The Slow Regard of Silent Things by Patrick Rothfuss
DAW Books Inc., 2014; 176 pp
Reviewed by Elise Matthews

 


Patrick Rothfuss opens the foreword of his novella, The Slow Regard of Silent Things, with a warning not to buy the book. Then, in the endnote, he apologizes to anyone who may have found the book "disconcerting, off-putting, or confusing." While some fantasy readers may find the book to be those things, I found it breathtaking. Rothfuss is right that it's not for everyone, though. My brother, for instance, who reads mostly fantasy and nonfiction, loves Rothfuss' other books as much as I do and was also excited about the release of The Slow Regard. But my brother couldn't finish this book. He'd never read fiction that lacked plot and characters, and it confused him.

The foreword and endnote are rife with Rothfuss' anxiety about this book, which is understandable. He's a fantasy writer, and his first two books, The Name of the Wind and The Wise Man's Fear, fit snuggly into the genre. These books—which are also the first two books in his trilogy, The Kingkiller Chronicle—established his career well, showed Rothfuss to be a master of character, world building, and plot. These two books fulfill the expectations of fantasy readers. But The Slow Regard is not your typical fantasy book. It's set in the same world of the trilogy but is distinctly separate from it.

The Slow Regard has only one character: Auri. Fans of The Kingkiller Chronicle will recognize her as Kvothe's friend, the young woman who lives in the abandoned tunnels and passageways (which she calls the Underthing) beneath the university. Though she's the only person in the story, the different parts of the Underthing and her few possessions are characters in her eyes. Each room and each item has a specific personality, specific needs and wants, a name. For Auri, everything is alive.

At some point in the past, Auri was a student at the university but had a mental break and sought shelter beneath the school. We have no real details about her past, only hints. She appears infrequently in The Kingkiller Chronicle. While The Slow Regard gives no new details about her past, it captures who she has become: a person absolutely disabled by anxiety. And it's all in the language, which is stunning:

Foxen[*] was frightened and full of mountains. [. . .]
            She didn't blame him. She knew what it could be like. Some days simply lay on you like stones. Some were fickle as cats, sliding away when you needed comfort, then coming back later when you didn't want them, jostling at you, stealing your breath. (79)
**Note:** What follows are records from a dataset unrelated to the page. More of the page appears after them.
use anyhow::Result;
use async_trait::async_trait;
use chrono::Utc;
use diesel::{insert_into, prelude::*};
use std::sync::Arc;

use crate::db::postgres::{postgres_connection::PgPool, schema::settings};
use domain::{
    repositories::settings::SettingRepository, value_objects::settings::SettingKey,
};

pub struct SettingPostgres {
    db_pool: Arc<PgPool>,
}

impl SettingPostgres {
    pub fn new(db_pool: Arc<PgPool>) -> Self {
        Self { db_pool }
    }
}

#[async_trait]
impl SettingRepository for SettingPostgres {
    async fn get(&self, key: SettingKey) -> Result<Option<String>> {
        let mut conn = Arc::clone(&self.db_pool).get()?;

        let value = settings::table
            .find(key.as_str())
            .select(settings::value)
            .first::<String>(&mut conn)
            .optional()?;

        Ok(value)
    }

    async fn set(&self, key: SettingKey, value: &str) -> Result<()> {
        let mut conn = Arc::clone(&self.db_pool).get()?;
        let now = Utc::now();

        insert_into(settings::table)
            .values((
                settings::key.eq(key.as_str()),
                settings::value.eq(value),
                settings::updated_at.eq(now),
            ))
            .on_conflict(settings::key)
            .do_update()
            .set((settings::value.eq(value), settings::updated_at.eq(now)))
            .execute(&mut conn)?;

        Ok(())
    }
}
use anyhow::Result;
use async_trait::async_trait;
use diesel::{delete, insert_into, prelude::*};
use std::sync::Arc;

use crate::db::{
    postgres::{postgres_connection::PgPool, schema::tariffs},
    repositories::rows::{NewTariffRow, TariffRow},
};
use domain::{
    entities::tariffs::{InsertTariffEntity, TariffEntity},
    repositories::tariffs::TariffRepository,
};

pub struct TariffPostgres {
    db_pool: Arc<PgPool>,
}

impl TariffPostgres {
    pub fn new(db_pool: Arc<PgPool>) -> Self {
        Self { db_pool }
    }
}

#[async_trait]
impl TariffRepository for TariffPostgres {
    async fn create(&self, tariff: InsertTariffEntity) -> Result<i32> {
        let mut conn = Arc::clone(&self.db_pool).get()?;

        let tariff_id = insert_into(tariffs::table)
            .values(NewTariffRow {
                name: tariff.name,
                price_minor: tariff.price_minor,
                duration_days: tariff.duration_days,
            })
            .returning(tariffs::id)
            .get_result::<i32>(&mut conn)?;

        Ok(tariff_id)
    }

    async fn list(&self) -> Result<Vec<TariffEntity>> {
        let mut conn = Arc::clone(&self.db_pool).get()?;

        let rows = tariffs::table
            .order(tariffs::id.asc())
            .select(TariffRow::as_select())
            .load::<TariffRow>(&mut conn)?;

        Ok(rows.into_iter().map(TariffEntity::from).collect())
    }

    async fn find(&self, tariff_id: i32) -> Result<Option<TariffEntity>> {
        let mut conn = Arc::clone(&self.db_pool).get()?;

        let row = tariffs::table
            .find(tariff_id)
            .select(TariffRow::as_select())
            .first::<TariffRow>(&mut conn)
            .optional()?;

        Ok(row.map(TariffEntity::from))
    }

    async fn delete(&self, tariff_id: i32) -> Result<bool> {
        let mut conn = Arc::clone(&self.db_pool).get()?;

        let affected = delete(tariffs::table.find(tariff_id)).execute(&mut conn)?;

        Ok(affected > 0)
    }
}
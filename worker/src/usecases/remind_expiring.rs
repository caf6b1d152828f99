use anyhow::Result;
use chrono::{Duration as ChronoDuration, Utc};
use domain::repositories::{channel::ChannelGateway, users::UserRepository};
use std::{sync::Arc, time::Duration};
use tracing::{info, warn};

/// Reminders go out this many days before expiry, most distant first.
const REMINDER_THRESHOLDS_DAYS: [i64; 2] = [3, 1];

const INTER_USER_DELAY: Duration = Duration::from_millis(200);

#[derive(Debug, Clone, Default)]
pub struct ReminderSweepResult {
    pub notified: usize,
    pub failed: usize,
}

/// Daily fire-and-forget reminders ahead of expiry. Each threshold
/// covers the half-open window `(now + (N-1)d, now + Nd]`, so an end
/// date lands in exactly one bucket and a user exactly N days out gets
/// exactly the N-day reminder. Never touches revocation.
pub struct RemindExpiringSubscriptionsUseCase {
    user_repo: Arc<dyn UserRepository + Send + Sync>,
    channel: Arc<dyn ChannelGateway + Send + Sync>,
}

impl RemindExpiringSubscriptionsUseCase {
    pub fn new(
        user_repo: Arc<dyn UserRepository + Send + Sync>,
        channel: Arc<dyn ChannelGateway + Send + Sync>,
    ) -> Self {
        Self { user_repo, channel }
    }

    pub async fn run(&self) -> Result<ReminderSweepResult> {
        let now = Utc::now();
        let mut result = ReminderSweepResult::default();

        for days_left in REMINDER_THRESHOLDS_DAYS {
            let after = now + ChronoDuration::days(days_left - 1);
            let until = now + ChronoDuration::days(days_left);

            let users = self.user_repo.list_expiring_between(after, until).await?;
            info!(
                days_left,
                count = users.len(),
                "reminder_sweep: users in expiry window"
            );

            let text = reminder_text(days_left);
            for user in users {
                match self.channel.send_text(user.id, &text).await {
                    Ok(()) => result.notified += 1,
                    Err(err) => {
                        warn!(
                            user_id = user.id,
                            days_left,
                            error = ?err,
                            "reminder_sweep: failed to deliver reminder"
                        );
                        result.failed += 1;
                    }
                }

                tokio::time::sleep(INTER_USER_DELAY).await;
            }
        }

        info!(
            notified = result.notified,
            failed = result.failed,
            "reminder_sweep: completed"
        );

        Ok(result)
    }
}

fn reminder_text(days_left: i64) -> String {
    if days_left == 1 {
        "Your subscription expires tomorrow. Renew it now so your access is not interrupted."
            .to_string()
    } else {
        format!(
            "Reminder: your subscription expires in {days_left} days. \
             Renew it in the payment menu to keep your access."
        )
    }
}

#[cfg(test)]
mod tests {
    use super::*;
    use anyhow::anyhow;
    use chrono::{DateTime, Utc};
    use domain::entities::users::UserEntity;
    use domain::repositories::{channel::MockChannelGateway, users::MockUserRepository};

    fn user(id: i64, end: DateTime<Utc>) -> UserEntity {
        UserEntity {
            id,
            username: None,
            subscription_end: Some(end),
            created_at: Utc::now() - ChronoDuration::days(60),
        }
    }

    fn ends_days_ahead(instant: DateTime<Utc>, days: i64) -> bool {
        let delta = instant - (Utc::now() + ChronoDuration::days(days));
        delta.num_seconds().abs() < 5
    }

    #[tokio::test]
    async fn a_user_exactly_three_days_out_gets_only_the_three_day_reminder() {
        let mut user_repo = MockUserRepository::new();
        user_repo
            .expect_list_expiring_between()
            .withf(|after, until| {
                *until - *after == ChronoDuration::days(1) && ends_days_ahead(*until, 3)
            })
            .times(1)
            .returning(|_, until| Ok(vec![user(42, until)]));
        user_repo
            .expect_list_expiring_between()
            .withf(|_, until| ends_days_ahead(*until, 1))
            .times(1)
            .returning(|_, _| Ok(vec![]));

        let mut channel = MockChannelGateway::new();
        channel
            .expect_send_text()
            .withf(|user_id, text| *user_id == 42 && text.contains("3 days"))
            .times(1)
            .returning(|_, _| Ok(()));

        let usecase =
            RemindExpiringSubscriptionsUseCase::new(Arc::new(user_repo), Arc::new(channel));

        let result = usecase.run().await.unwrap();
        assert_eq!(result.notified, 1);
        assert_eq!(result.failed, 0);
    }

    #[tokio::test]
    async fn the_one_day_reminder_warns_about_tomorrow() {
        let mut user_repo = MockUserRepository::new();
        user_repo
            .expect_list_expiring_between()
            .withf(|_, until| ends_days_ahead(*until, 3))
            .returning(|_, _| Ok(vec![]));
        user_repo
            .expect_list_expiring_between()
            .withf(|_, until| ends_days_ahead(*until, 1))
            .returning(|_, until| Ok(vec![user(7, until)]));

        let mut channel = MockChannelGateway::new();
        channel
            .expect_send_text()
            .withf(|user_id, text| *user_id == 7 && text.contains("tomorrow"))
            .times(1)
            .returning(|_, _| Ok(()));

        let usecase =
            RemindExpiringSubscriptionsUseCase::new(Arc::new(user_repo), Arc::new(channel));

        let result = usecase.run().await.unwrap();
        assert_eq!(result.notified, 1);
    }

    #[tokio::test]
    async fn delivery_failures_are_swallowed_and_counted() {
        let mut user_repo = MockUserRepository::new();
        user_repo
            .expect_list_expiring_between()
            .returning(|_, until| Ok(vec![user(1, until)]));

        let mut channel = MockChannelGateway::new();
        channel
            .expect_send_text()
            .returning(|_, _| Err(anyhow!("bot was blocked by the user")));

        let usecase =
            RemindExpiringSubscriptionsUseCase::new(Arc::new(user_repo), Arc::new(channel));

        let result = usecase.run().await.unwrap();
        assert_eq!(result.notified, 0);
        assert_eq!(result.failed, 2);
    }
}
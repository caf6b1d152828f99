use anyhow::Result;
use async_trait::async_trait;
use chrono::{DateTime, Utc};
use diesel::{insert_into, prelude::*, update};
use std::sync::Arc;

use crate::db::{
    postgres::{postgres_connection::PgPool, schema::users},
    repositories::rows::UserRow,
};
use domain::{
    entities::users::UserEntity, repositories::users::UserRepository,
    value_objects::memberships::extended_end,
};

pub struct UserPostgres {
    db_pool: Arc<PgPool>,
}

impl UserPostgres {
    pub fn new(db_pool: Arc<PgPool>) -> Self {
        Self { db_pool }
    }
}

#[async_trait]
impl UserRepository for UserPostgres {
    async fn ensure_user(&self, user_id: i64, username: Option<String>) -> Result<()> {
        let mut conn = Arc::clone(&self.db_pool).get()?;

        insert_into(users::table)
            .values((users::id.eq(user_id), users::username.eq(username)))
            .on_conflict(users::id)
            .do_nothing()
            .execute(&mut conn)?;

        Ok(())
    }

    async fn find(&self, user_id: i64) -> Result<Option<UserEntity>> {
        let mut conn = Arc::clone(&self.db_pool).get()?;

        let row = users::table
            .find(user_id)
            .select(UserRow::as_select())
            .first::<UserRow>(&mut conn)
            .optional()?;

        Ok(row.map(UserEntity::from))
    }

    async fn extend_subscription(
        &self,
        user_id: i64,
        days: i64,
    ) -> Result<Option<DateTime<Utc>>> {
        let mut conn = Arc::clone(&self.db_pool).get()?;

        // Single read-modify-write; the row lock serializes concurrent
        // writers for the same user so no extension can be lost.
        let new_end = conn.transaction::<Option<DateTime<Utc>>, anyhow::Error, _>(|conn| {
            let current = users::table
                .find(user_id)
                .select(users::subscription_end)
                .for_update()
                .first::<Option<DateTime<Utc>>>(conn)
                .optional()?;

            let Some(current_end) = current else {
                return Ok(None);
            };

            let new_end = extended_end(Utc::now(), current_end, days);

            update(users::table.find(user_id))
                .set(users::subscription_end.eq(Some(new_end)))
                .execute(conn)?;

            Ok(Some(new_end))
        })?;

        Ok(new_end)
    }

    async fn revoke_subscription(&self, user_id: i64) -> Result<()> {
        let mut conn = Arc::clone(&self.db_pool).get()?;

        update(users::table.find(user_id))
            .set(users::subscription_end.eq(None::<DateTime<Utc>>))
            .execute(&mut conn)?;

        Ok(())
    }

    async fn list_expired(&self, now: DateTime<Utc>) -> Result<Vec<UserEntity>> {
        let mut conn = Arc::clone(&self.db_pool).get()?;

        let rows = users::table
            .filter(users::subscription_end.is_not_null())
            .filter(users::subscription_end.lt(now))
            .select(UserRow::as_select())
            .load::<UserRow>(&mut conn)?;

        Ok(rows.into_iter().map(UserEntity::from).collect())
    }

    async fn list_expiring_between(
        &self,
        after: DateTime<Utc>,
        until: DateTime<Utc>,
    ) -> Result<Vec<UserEntity>> {
        let mut conn = Arc::clone(&self.db_pool).get()?;

        // Half-open (after, until] so every end date lands in exactly
        // one reminder bucket.
        let rows = users::table
            .filter(users::subscription_end.gt(after))
            .filter(users::subscription_end.le(until))
            .select(UserRow::as_select())
            .load::<UserRow>(&mut conn)?;

        Ok(rows.into_iter().map(UserEntity::from).collect())
    }

    async fn list_user_ids(&self) -> Result<Vec<i64>> {
        let mut conn = Arc::clone(&self.db_pool).get()?;

        let ids = users::table.select(users::id).load::<i64>(&mut conn)?;

        Ok(ids)
    }

    async fn count_users(&self) -> Result<i64> {
        let mut conn = Arc::clone(&self.db_pool).get()?;

        let total = users::table.count().get_result::<i64>(&mut conn)?;

        Ok(total)
    }

    async fn count_active(&self, now: DateTime<Utc>) -> Result<i64> {
        let mut conn = Arc::clone(&self.db_pool).get()?;

        let active = users::table
            .filter(users::subscription_end.gt(now))
            .count()
            .get_result::<i64>(&mut conn)?;

        Ok(active)
    }
}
It's such a simple observation of how some days the darkness feels external, as if the day itself is inherently bad, and there's beauty in way Rothfuss condenses these huge, complicated emotions. His language is this succinct throughout, consistently packing large emotion into few words.

The most striking parts of the book are Auri's panic attacks. They explode off the page:

She looked down at her shaking hands. Was she all full of screaming now? Again? No. No no. It wasn't her. Not just. It was all everything. All everything unravelding and thin and tatter. She could not even stand. The light was jagged, scraping like a knife against her teeth. And underneath it was the hollow dark. The nameless empty everything was clawing at the fraying edges of the walls. Even Foxen wasn't even nearly. The stones were strange. The air. She went looking for her name and couldn't even find it flickering. She was just hollow in. Everything was. Everything was everything. Everything was everything else. (116)

The writing throughout is just so beautiful. While reading, I kept stopping to share bits and pieces with whomever was nearby—my cats, my boyfriend, strangers at the coffee shop—because so much of it just blew me away. It won't blow away readers who need plot in order to engage with a story, but if you're a fan of Rothfuss' trilogy and if lovely language is enough for you, this book is for you.

 

*Foxen is never explained but seems to be some kind of magic source of light that is perhaps alive in some way.